* **THE PROBLEM**
Using the entries below, copy out all lines where "InvalidApplicantCount" is found.

(Records from a dataset)
use crate::core::tiers::ResolvedPrice;
use crate::domain::model::{
    ContractPricingSnapshot, ContractTemplate, Installment, PricingSource, PricingTierTable,
    TaxTreatment,
};
use crate::utils::error::{PricingError, Result};
use crate::utils::money::Amount;

/// Discounts are not offered yet; the fields stay in the payload at zero.
const DISCOUNT_PERCENTAGE: u32 = 0;

#[derive(Debug, Clone, Copy, PartialEq, Eq)]
pub struct PriceTotals {
    pub total_amount: Amount,
    pub discount_amount: Amount,
    pub final_amount: Amount,
}

impl PriceTotals {
    /// Counts below zero are priced as zero applicants.
    pub fn compute(per_applicant_price: Amount, applicant_count: i64) -> Self {
        let total_amount = per_applicant_price.saturating_mul(applicant_count.max(0));
        let discount_amount = 0;
        Self {
            total_amount,
            discount_amount,
            final_amount: total_amount.saturating_sub(discount_amount),
        }
    }
}

/// Stage outputs gathered for one snapshot.
#[derive(Debug, Clone)]
pub struct SnapshotParts<'a> {
    pub template: Option<&'a ContractTemplate>,
    pub currency_label: &'a str,
    pub applicant_count: i64,
    pub resolved: ResolvedPrice,
    pub totals: PriceTotals,
    pub archival_fee: Amount,
    pub include_vat: bool,
    pub payment_plan: Vec<Installment>,
}

/// Strict assembly for contract creation.
pub fn assemble_snapshot(parts: SnapshotParts<'_>) -> Result<ContractPricingSnapshot> {
    if parts.template.is_none() {
        return Err(PricingError::MissingTemplate);
    }
    if parts.applicant_count < 1 {
        return Err(PricingError::InvalidApplicantCount {
            count: parts.applicant_count,
        });
    }
    Ok(assemble_preview(parts))
}

/// Best-effort assembly for UI previews; never fails.
pub fn assemble_preview(parts: SnapshotParts<'_>) -> ContractPricingSnapshot {
    let (template_id, legacy_template_id) = match parts.template {
        Some(template) => match template.legacy_id() {
            Some(legacy_id) => (None, Some(legacy_id.to_string())),
            None => (Some(template.id.clone()), None),
        },
        None => (None, None),
    };

    ContractPricingSnapshot {
        applicant_count: parts.applicant_count,
        pricing_tiers: parts.resolved.table,
        per_applicant_price: parts.resolved.amount,
        total_amount: parts.totals.total_amount,
        discount_percentage: DISCOUNT_PERCENTAGE,
        discount_amount: parts.totals.discount_amount,
        final_amount: parts.totals.final_amount,
        currency: parts.currency_label.to_string(),
        archival_research_fee: parts.archival_fee,
        include_vat: parts.include_vat,
        vat_included_in_price: parts.resolved.tax == TaxTreatment::Inclusive,
        pricing_source: parts.resolved.source,
        template_id,
        legacy_template_id,
        payment_plan: parts.payment_plan,
    }
}

/// Zeroed snapshot for a request that cannot be priced. `currency_label` is
/// empty when no currency was selected.
pub fn unpriced_snapshot(
    template: Option<&ContractTemplate>,
    currency_label: &str,
    applicant_count: i64,
    include_vat: bool,
) -> ContractPricingSnapshot {
    let resolved = ResolvedPrice {
        tier: crate::core::tiers::resolve_tier_key(applicant_count),
        amount: 0,
        table: PricingTierTable::default(),
        source: PricingSource::Unpriced,
        tax: TaxTreatment::Exclusive,
    };
    assemble_preview(SnapshotParts {
        template,
        currency_label,
        applicant_count,
        resolved,
        totals: PriceTotals::compute(0, applicant_count),
        archival_fee: 0,
        include_vat,
        payment_plan: Vec::new(),
    })
}

#[cfg(test)]
mod tests {
    use super::*;
    use crate::domain::model::{TemplateSource, TierKey};

    fn resolved(amount: Amount) -> ResolvedPrice {
        ResolvedPrice {
            tier: TierKey::One,
            amount,
            table: PricingTierTable::default().with(TierKey::One, amount),
            source: PricingSource::Template,
            tax: TaxTreatment::Exclusive,
        }
    }

    fn parts<'a>(template: Option<&'a ContractTemplate>, applicant_count: i64) -> SnapshotParts<'a> {
        SnapshotParts {
            template,
            currency_label: "$",
            applicant_count,
            resolved: resolved(1000),
            totals: PriceTotals::compute(1000, applicant_count),
            archival_fee: 0,
            include_vat: false,
            payment_plan: Vec::new(),
        }
    }

    #[test]
    fn test_totals() {
        let totals = PriceTotals::compute(2000, 5);
        assert_eq!(totals.total_amount, 10000);
        assert_eq!(totals.discount_amount, 0);
        assert_eq!(totals.final_amount, 10000);
        assert_eq!(PriceTotals::compute(2000, -3).final_amount, 0);
    }

    #[test]
    fn test_missing_template_is_structural_error() {
        assert!(matches!(
            assemble_snapshot(parts(None, 1)),
            Err(PricingError::MissingTemplate)
        ));
    }

    #[test]
    fn test_invalid_count_rejected_by_strict_assembly() {
        let template = ContractTemplate::new("t-1");
        assert!(matches!(
            assemble_snapshot(parts(Some(&template), 0)),
            Err(PricingError::InvalidApplicantCount { count: 0 })
        ));
        let preview = assemble_preview(parts(Some(&template), 0));
        assert_eq!(preview.total_amount, 0);
        assert!(!preview.is_complete());
    }

    #[test]
    fn test_legacy_template_id_passthrough() {
        let mut template = ContractTemplate::new("t-9");
        template.source = TemplateSource::Legacy {
            legacy_id: "1187".to_string(),
        };
        let snapshot = assemble_snapshot(parts(Some(&template), 1)).unwrap();
        assert_eq!(snapshot.legacy_template_id.as_deref(), Some("1187"));
        assert_eq!(snapshot.template_id, None);

        let modern = ContractTemplate::new("t-10");
        let snapshot = assemble_snapshot(parts(Some(&modern), 1)).unwrap();
        assert_eq!(snapshot.template_id.as_deref(), Some("t-10"));
        assert_eq!(snapshot.legacy_template_id, None);
    }

    #[test]
    fn test_unpriced_snapshot_is_zeroed() {
        let snapshot = unpriced_snapshot(None, "", 3, true);
        assert_eq!(snapshot.currency, "");
        assert_eq!(snapshot.per_applicant_price, 0);
        assert_eq!(snapshot.final_amount, 0);
        assert_eq!(snapshot.pricing_source, PricingSource::Unpriced);
        assert!(snapshot.payment_plan.is_empty());

        let snapshot = unpriced_snapshot(None, "€", 2, false);
        assert_eq!(snapshot.currency, "€");
        assert_eq!(snapshot.total_amount, 0);
    }
}
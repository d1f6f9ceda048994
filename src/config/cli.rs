use clap::{Parser, ValueEnum};
use chrono::NaiveDate;
use serde::{Deserialize, Serialize};

#[derive(Debug, Clone, Copy, PartialEq, Eq, Serialize, Deserialize, ValueEnum)]
pub enum OutputFormat {
    /// Pricing snapshot as JSON
    Json,
    /// Payment plan as CSV
    Csv,
    /// Human-readable summary
    Preview,
}

#[derive(Debug, Clone, Serialize, Deserialize, Parser)]
#[command(name = "contract-pricing")]
#[command(about = "Price a contract and generate its payment plan")]
pub struct CliConfig {
    /// Path to TOML quote file
    #[arg(short, long, default_value = "quote.toml")]
    pub config: String,

    #[arg(long, value_enum, default_value = "preview")]
    pub format: OutputFormat,

    /// Write output to this file instead of stdout
    #[arg(short, long)]
    pub output: Option<String>,

    /// Override the applicant count from the quote file
    #[arg(long)]
    pub applicants: Option<i64>,

    /// Override the start date (YYYY-MM-DD)
    #[arg(long)]
    pub start_date: Option<NaiveDate>,

    /// Best-effort pricing: never fail on incomplete input
    #[arg(long)]
    pub lenient: bool,

    #[arg(short, long, help = "Enable verbose output")]
    pub verbose: bool,

    /// Emit logs as JSON lines on stderr
    #[arg(long)]
    pub json_logs: bool,
}
pub mod assembler;
pub mod engine;
pub mod fees;
pub mod payment_plan;
pub mod preview;
pub mod tiers;

pub use crate::domain::model::{ContractInputs, ContractPricingSnapshot, Installment};
pub use crate::domain::ports::{DefaultPrice, DefaultPricer};
pub use crate::utils::error::Result;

* **SOLUTION FOR THIS TASK**
        return Err(PricingError::InvalidApplicantCount {
            Err(PricingError::InvalidApplicantCount { count: 0 })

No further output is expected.